Adventurous spirits and savvy vacationers are always on the lookout for unique opportunities to explore the world. However, among the various options the vacation industry has to offer, the timeshare sector often remains an overlooked gem. Timeshares – properties with multiple joint owners – strive to make vacation destinations more accessible and affordable, allowing individuals to purchase the rights to use a property at specific times rather than owning it outright.

The appeal of timeshare stocks is not lost on millennials, who are embracing this vacation model at a rate surpassing other age groups. With their relatively young age and increasing stake in the timeshare market, millennials are carving a path toward sustained long-term profits for the industry, positioning it for robust growth over the coming decades.

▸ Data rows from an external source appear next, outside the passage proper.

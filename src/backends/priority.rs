//! Literal-over-regex priority.
//!
//! Hits are grouped by their exact surface text. Within a group:
//!
//! | Hits present | Kept |
//! |--------------|------|
//! | literal only | every literal category |
//! | regex only | every regex category |
//! | both | literal categories; regex hits dropped |
//!
//! Regex exists to catch values nobody listed, so a listed value always
//! decides its own categories.

use std::collections::BTreeMap;

use lexner_core::{EntityCheckResult, MatchHit, SourceKind};
use log::debug;

/// Outcome for one surface-text group.
#[derive(Debug, Clone, Copy, PartialEq, Eq)]
enum Resolution {
    /// Literal hits present: keep only those.
    LiteralOnly,
    /// No literal hit: keep everything.
    KeepAll,
}

impl Resolution {
    fn for_group(hits: &[MatchHit]) -> Self {
        if hits.iter().any(|h| h.source == SourceKind::Literal) {
            Resolution::LiteralOnly
        } else {
            Resolution::KeepAll
        }
    }

    fn keeps(self, hit: &MatchHit) -> bool {
        match self {
            Resolution::LiteralOnly => hit.source == SourceKind::Literal,
            Resolution::KeepAll => true,
        }
    }
}

/// Merges literal and regex hits into an [`EntityCheckResult`].
#[derive(Debug, Clone, Copy, Default)]
pub struct PriorityMerger;

impl PriorityMerger {
    /// Create a merger.
    #[must_use]
    pub fn new() -> Self {
        Self
    }

    /// Merge hits from any number of matchers.
    ///
    /// Surface texts are compared exactly, so `"Coffee"` and `"coffee"` are
    /// separate groups. An input with no hit yields an empty result.
    #[must_use]
    pub fn merge(&self, hits: impl IntoIterator<Item = MatchHit>) -> EntityCheckResult {
        let mut groups: BTreeMap<String, Vec<MatchHit>> = BTreeMap::new();
        for hit in hits {
            groups.entry(hit.text.clone()).or_default().push(hit);
        }

        let mut result = EntityCheckResult::new();
        for (text, group) in groups {
            let resolution = Resolution::for_group(&group);
            for hit in group {
                if resolution.keeps(&hit) {
                    result.insert(hit.text, hit.category);
                } else {
                    debug!(
                        "Regex category '{}' dropped for '{}': literal match present",
                        hit.category, text
                    );
                }
            }
        }
        result
    }
}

An Analyst’s Bullish Stance on Timeshare Stocks

Despite the current lackluster performance of many timeshare stocks that has led to discounts in their share prices, analyst Aaron Hecht from JMP sees long-term potential in the sector. According to Hecht, the shares have factored in any near-term headwinds, and any additional weakness in consumer activity would likely result in pent-up demand that can be capitalized on as economic conditions improve. Hecht’s bullish sentiment reflects an opportune time to accumulate shares, backed by a sound future and a favorable low price.

Top 3 Timeshare Stocks to Consider

Hilton Grand Vacations (HGV)

One prominent name in the timeshare industry is Hilton Grand Vacations – a company that emerged as an independent entity in 2017, following a spin-off from the renowned Hilton hotel group. With operations across 16 US states and an international footprint covering destinations in Canada, the UK, Europe, Japan, Mexico, and the Caribbean, Hilton Grand Vacations offers a portfolio of over 200 locations to roughly 700,000 timeshare owners.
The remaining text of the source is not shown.